The problem:
Your answer should consist of each line below that includes the word "data".

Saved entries
——

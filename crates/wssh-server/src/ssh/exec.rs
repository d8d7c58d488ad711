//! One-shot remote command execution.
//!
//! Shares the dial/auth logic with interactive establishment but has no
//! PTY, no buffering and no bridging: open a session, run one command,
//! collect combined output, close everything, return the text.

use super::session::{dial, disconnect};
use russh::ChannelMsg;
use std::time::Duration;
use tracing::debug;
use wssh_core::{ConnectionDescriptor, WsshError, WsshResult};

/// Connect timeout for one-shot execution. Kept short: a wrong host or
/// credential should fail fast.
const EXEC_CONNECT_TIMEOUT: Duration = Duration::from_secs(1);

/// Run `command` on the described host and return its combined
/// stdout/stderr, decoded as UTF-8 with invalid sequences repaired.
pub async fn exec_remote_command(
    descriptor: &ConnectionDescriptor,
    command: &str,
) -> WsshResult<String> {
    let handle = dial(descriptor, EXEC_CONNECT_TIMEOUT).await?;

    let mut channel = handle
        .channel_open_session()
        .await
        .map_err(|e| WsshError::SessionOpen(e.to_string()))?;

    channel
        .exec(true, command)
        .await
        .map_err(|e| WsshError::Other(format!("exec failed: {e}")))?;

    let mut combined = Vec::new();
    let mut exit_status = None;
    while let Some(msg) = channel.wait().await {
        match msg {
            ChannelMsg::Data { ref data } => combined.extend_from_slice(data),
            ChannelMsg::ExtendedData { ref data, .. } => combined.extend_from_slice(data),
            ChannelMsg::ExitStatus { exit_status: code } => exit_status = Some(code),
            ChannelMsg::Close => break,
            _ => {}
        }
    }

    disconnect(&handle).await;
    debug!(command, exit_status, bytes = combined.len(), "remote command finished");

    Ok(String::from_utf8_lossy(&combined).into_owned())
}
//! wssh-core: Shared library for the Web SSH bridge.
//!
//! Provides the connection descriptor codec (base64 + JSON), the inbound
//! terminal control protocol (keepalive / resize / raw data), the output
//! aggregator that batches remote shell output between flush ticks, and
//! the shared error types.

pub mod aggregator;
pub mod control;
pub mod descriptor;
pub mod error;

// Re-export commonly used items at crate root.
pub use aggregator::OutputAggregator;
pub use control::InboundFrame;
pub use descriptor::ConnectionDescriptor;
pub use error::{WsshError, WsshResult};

——

Solved exercise:
            ChannelMsg::Data { ref data } => combined.extend_from_slice(data),
            ChannelMsg::ExtendedData { ref data, .. } => combined.extend_from_slice(data),
//! terminal control protocol (keepalive / resize / raw data), the output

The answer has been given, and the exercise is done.